[Collection entries]
★ ★ ★

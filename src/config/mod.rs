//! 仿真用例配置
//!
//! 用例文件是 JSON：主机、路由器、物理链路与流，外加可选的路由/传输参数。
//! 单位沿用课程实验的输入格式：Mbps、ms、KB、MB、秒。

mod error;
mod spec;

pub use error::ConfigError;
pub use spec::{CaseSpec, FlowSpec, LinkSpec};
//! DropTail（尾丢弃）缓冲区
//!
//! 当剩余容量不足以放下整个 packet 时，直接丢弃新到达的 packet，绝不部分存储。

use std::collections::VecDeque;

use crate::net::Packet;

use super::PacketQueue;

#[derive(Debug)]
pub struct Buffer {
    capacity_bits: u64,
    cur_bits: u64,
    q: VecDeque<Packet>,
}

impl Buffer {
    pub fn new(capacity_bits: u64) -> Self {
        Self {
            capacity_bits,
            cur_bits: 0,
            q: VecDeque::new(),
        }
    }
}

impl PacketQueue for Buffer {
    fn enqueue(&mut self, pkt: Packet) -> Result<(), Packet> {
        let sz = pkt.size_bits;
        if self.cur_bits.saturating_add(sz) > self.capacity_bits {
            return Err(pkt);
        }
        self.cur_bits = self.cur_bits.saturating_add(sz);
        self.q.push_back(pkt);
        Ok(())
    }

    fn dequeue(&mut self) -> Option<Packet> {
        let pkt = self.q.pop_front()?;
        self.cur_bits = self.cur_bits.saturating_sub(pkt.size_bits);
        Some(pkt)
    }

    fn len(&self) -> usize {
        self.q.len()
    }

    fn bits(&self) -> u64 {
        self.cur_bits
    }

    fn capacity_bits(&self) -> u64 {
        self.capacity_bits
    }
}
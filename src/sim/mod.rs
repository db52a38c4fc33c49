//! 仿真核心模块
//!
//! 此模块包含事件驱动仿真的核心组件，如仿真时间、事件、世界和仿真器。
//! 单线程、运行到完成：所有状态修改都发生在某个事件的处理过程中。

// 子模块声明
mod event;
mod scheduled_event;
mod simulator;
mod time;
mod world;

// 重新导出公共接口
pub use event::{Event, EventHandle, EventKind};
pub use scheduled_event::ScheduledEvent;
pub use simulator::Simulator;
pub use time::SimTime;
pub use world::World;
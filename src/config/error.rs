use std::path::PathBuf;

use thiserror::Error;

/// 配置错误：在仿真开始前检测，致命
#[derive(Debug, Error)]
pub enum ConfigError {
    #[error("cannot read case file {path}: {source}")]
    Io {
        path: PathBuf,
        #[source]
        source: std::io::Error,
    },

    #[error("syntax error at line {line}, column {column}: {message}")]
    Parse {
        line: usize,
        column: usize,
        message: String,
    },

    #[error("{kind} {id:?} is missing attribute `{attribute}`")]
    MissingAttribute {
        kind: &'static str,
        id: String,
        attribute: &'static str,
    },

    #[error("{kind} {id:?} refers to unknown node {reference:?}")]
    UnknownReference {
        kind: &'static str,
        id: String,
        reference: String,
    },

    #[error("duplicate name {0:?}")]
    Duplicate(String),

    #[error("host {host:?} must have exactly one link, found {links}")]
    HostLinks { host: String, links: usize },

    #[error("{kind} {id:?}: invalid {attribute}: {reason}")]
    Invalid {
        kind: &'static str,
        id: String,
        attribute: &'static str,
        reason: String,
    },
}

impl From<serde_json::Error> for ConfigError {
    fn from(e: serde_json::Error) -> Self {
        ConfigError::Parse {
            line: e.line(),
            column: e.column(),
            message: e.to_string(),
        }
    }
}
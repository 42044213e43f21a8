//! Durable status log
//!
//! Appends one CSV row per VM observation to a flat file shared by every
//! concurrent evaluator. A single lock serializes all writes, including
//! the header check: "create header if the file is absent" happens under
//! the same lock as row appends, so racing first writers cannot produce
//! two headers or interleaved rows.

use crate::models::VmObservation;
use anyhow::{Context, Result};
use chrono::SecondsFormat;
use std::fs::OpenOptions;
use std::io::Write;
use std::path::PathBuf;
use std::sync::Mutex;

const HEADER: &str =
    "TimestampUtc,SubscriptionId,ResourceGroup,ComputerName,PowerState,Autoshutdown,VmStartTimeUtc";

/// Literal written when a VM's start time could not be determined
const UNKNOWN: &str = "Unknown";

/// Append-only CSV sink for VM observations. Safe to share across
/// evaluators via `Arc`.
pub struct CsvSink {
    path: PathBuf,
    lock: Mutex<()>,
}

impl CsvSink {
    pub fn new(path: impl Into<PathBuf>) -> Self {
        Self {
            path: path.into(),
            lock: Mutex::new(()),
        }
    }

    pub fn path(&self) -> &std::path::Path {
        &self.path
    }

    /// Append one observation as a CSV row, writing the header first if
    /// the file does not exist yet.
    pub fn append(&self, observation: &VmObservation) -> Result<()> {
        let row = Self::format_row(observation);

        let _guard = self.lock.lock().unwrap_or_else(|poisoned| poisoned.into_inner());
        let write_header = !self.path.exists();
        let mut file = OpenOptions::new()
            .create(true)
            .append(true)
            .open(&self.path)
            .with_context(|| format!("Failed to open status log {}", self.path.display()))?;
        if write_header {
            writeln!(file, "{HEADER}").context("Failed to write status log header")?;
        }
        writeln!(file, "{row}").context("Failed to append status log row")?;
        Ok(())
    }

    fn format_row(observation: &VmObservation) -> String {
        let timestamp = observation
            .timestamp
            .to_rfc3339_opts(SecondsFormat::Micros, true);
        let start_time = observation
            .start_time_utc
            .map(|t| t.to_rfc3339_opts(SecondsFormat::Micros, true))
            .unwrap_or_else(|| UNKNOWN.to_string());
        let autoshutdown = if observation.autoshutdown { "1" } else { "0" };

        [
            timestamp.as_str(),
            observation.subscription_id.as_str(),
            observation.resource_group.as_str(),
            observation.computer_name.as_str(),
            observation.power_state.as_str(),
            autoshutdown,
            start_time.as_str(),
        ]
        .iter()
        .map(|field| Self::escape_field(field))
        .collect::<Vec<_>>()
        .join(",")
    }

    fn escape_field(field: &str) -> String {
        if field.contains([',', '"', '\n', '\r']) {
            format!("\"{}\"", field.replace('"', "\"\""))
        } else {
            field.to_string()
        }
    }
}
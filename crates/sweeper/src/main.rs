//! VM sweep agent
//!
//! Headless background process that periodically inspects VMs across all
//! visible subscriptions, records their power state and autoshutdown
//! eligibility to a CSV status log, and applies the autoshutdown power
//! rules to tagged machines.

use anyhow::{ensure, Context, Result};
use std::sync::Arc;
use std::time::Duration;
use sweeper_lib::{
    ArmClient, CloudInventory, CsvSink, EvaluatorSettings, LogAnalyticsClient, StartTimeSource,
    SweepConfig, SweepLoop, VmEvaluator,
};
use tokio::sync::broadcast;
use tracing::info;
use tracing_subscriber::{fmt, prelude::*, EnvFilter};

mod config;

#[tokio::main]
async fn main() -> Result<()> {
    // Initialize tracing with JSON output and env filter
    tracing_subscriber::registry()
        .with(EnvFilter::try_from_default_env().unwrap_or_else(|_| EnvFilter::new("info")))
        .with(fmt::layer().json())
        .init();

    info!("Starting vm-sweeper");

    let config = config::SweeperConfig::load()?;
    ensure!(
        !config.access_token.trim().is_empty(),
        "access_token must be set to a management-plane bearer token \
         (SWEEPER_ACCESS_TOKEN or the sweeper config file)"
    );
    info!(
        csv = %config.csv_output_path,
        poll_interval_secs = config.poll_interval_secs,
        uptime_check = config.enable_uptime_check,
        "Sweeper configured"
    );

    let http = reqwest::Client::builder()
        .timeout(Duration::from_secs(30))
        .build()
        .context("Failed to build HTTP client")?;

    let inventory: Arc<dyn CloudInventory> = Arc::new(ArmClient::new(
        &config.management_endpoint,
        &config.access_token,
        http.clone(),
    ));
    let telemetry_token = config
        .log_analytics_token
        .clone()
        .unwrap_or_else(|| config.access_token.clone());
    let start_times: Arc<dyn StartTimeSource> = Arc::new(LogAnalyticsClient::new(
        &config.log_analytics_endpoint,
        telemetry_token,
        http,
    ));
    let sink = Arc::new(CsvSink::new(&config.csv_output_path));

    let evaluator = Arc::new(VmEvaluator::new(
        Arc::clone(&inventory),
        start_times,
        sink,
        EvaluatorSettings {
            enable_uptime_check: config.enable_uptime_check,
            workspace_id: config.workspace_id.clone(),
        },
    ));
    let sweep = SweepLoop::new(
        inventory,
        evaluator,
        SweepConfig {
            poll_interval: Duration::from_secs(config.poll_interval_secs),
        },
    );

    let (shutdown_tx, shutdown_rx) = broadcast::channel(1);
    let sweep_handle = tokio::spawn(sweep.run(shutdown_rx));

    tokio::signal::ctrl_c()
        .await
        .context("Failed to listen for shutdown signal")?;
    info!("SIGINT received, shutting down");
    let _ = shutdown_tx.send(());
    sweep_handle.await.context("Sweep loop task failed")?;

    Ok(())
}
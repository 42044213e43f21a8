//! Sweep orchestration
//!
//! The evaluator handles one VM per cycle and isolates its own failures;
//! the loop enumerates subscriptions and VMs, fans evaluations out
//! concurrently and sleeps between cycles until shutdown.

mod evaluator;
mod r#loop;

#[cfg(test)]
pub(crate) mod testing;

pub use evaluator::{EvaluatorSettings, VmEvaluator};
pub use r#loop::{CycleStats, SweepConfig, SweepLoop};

★ ★ ★

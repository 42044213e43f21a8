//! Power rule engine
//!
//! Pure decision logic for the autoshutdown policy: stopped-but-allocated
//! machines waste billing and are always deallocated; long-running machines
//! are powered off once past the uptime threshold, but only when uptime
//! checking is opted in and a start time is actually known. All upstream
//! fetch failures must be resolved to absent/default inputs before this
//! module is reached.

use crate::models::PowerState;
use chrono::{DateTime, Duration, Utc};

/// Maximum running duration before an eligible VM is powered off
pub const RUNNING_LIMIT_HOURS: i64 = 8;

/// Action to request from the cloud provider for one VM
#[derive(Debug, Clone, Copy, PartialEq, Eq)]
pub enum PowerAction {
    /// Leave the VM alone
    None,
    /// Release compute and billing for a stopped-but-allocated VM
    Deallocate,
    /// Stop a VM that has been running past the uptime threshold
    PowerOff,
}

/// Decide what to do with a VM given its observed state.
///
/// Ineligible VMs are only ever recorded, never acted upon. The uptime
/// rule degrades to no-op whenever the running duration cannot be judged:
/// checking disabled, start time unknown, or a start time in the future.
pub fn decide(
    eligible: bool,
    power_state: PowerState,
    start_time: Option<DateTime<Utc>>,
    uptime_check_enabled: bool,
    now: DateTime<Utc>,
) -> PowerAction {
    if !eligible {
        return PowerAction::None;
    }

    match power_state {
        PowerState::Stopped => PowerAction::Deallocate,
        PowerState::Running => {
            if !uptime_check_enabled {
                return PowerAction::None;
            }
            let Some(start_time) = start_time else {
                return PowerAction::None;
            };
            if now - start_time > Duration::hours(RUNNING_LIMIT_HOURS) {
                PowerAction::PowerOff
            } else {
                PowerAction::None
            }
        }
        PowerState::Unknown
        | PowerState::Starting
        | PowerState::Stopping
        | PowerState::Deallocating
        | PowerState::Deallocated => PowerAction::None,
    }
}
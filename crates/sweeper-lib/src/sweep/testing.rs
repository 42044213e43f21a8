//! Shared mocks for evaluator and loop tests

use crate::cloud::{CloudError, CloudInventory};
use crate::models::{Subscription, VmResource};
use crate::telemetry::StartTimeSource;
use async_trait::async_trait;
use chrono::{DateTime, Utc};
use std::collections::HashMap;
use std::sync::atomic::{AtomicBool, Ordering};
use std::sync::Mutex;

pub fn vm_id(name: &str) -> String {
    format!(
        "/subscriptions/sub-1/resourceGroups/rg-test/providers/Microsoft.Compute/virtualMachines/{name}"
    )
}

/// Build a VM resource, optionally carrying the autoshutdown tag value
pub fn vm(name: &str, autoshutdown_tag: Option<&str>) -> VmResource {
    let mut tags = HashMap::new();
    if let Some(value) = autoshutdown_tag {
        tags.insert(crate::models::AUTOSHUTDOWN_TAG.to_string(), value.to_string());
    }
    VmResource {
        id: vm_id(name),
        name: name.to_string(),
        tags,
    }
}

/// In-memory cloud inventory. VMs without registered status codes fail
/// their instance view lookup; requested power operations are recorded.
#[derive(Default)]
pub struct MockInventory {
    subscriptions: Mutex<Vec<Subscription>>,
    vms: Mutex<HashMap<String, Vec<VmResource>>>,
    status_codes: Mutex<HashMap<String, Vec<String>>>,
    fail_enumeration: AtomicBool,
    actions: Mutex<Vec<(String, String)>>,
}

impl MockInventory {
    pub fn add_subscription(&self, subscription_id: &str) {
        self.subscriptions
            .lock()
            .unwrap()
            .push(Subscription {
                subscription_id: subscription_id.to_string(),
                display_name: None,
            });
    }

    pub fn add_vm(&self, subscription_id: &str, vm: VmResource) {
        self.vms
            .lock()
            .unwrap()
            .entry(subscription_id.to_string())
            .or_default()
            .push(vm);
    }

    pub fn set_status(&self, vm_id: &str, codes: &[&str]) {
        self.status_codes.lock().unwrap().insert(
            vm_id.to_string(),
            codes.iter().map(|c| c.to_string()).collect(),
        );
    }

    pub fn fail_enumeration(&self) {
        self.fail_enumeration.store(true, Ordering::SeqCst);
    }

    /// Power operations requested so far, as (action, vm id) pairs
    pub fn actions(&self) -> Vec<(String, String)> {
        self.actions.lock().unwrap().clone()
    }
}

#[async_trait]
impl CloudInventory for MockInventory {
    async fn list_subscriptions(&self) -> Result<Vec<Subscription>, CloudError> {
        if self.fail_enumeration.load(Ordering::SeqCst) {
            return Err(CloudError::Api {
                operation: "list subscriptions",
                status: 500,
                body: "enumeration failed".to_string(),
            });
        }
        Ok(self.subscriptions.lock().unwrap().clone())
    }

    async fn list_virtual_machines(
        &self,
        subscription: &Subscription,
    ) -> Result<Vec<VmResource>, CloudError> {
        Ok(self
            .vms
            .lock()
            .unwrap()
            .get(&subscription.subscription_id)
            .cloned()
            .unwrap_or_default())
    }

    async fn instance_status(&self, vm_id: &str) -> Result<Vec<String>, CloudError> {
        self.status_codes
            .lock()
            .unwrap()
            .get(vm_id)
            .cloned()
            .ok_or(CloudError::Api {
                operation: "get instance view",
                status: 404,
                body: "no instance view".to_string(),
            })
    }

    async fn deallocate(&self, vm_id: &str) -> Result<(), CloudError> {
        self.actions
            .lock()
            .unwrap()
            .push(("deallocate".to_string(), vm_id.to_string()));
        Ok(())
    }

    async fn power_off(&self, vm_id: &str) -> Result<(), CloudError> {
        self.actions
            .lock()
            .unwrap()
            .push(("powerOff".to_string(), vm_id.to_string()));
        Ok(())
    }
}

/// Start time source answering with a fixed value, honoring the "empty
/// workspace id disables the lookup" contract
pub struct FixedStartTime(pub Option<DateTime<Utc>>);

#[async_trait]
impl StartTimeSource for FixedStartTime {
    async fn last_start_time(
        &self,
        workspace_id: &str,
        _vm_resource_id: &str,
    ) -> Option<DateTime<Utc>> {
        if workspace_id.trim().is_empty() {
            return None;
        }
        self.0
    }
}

★ ★ ★

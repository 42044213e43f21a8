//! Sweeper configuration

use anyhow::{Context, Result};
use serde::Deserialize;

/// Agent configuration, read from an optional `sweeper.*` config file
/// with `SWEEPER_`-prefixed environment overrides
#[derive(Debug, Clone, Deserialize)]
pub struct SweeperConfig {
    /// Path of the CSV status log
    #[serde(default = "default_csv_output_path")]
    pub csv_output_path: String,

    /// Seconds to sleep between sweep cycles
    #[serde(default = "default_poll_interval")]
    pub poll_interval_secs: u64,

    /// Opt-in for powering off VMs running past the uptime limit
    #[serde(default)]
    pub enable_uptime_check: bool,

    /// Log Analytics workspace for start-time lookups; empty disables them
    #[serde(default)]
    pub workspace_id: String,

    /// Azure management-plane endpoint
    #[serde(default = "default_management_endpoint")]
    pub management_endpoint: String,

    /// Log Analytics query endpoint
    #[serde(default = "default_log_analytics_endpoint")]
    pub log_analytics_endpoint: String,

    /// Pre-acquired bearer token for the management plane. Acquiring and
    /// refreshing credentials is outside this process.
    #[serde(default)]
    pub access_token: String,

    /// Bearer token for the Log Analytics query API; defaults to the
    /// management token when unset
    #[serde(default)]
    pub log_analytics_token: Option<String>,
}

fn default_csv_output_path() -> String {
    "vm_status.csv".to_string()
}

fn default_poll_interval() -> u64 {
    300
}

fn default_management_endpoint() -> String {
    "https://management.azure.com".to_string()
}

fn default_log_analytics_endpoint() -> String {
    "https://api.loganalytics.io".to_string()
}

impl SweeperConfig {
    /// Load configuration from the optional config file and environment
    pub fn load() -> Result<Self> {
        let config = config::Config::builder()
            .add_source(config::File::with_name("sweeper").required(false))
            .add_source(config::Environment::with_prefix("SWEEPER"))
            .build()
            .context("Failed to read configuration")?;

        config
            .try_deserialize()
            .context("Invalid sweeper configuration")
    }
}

★ ★ ★

### ABOUT THIS TASK
Where does the string "DateTime" occur in the data above? Copy every line that holds it.

### RESPONSE TO THE TASK
use chrono::{DateTime, Duration, Utc};
    start_time: Option<DateTime<Utc>>,
    now: DateTime<Utc>,
use chrono::{DateTime, Utc};
pub struct FixedStartTime(pub Option<DateTime<Utc>>);
    ) -> Option<DateTime<Utc>> {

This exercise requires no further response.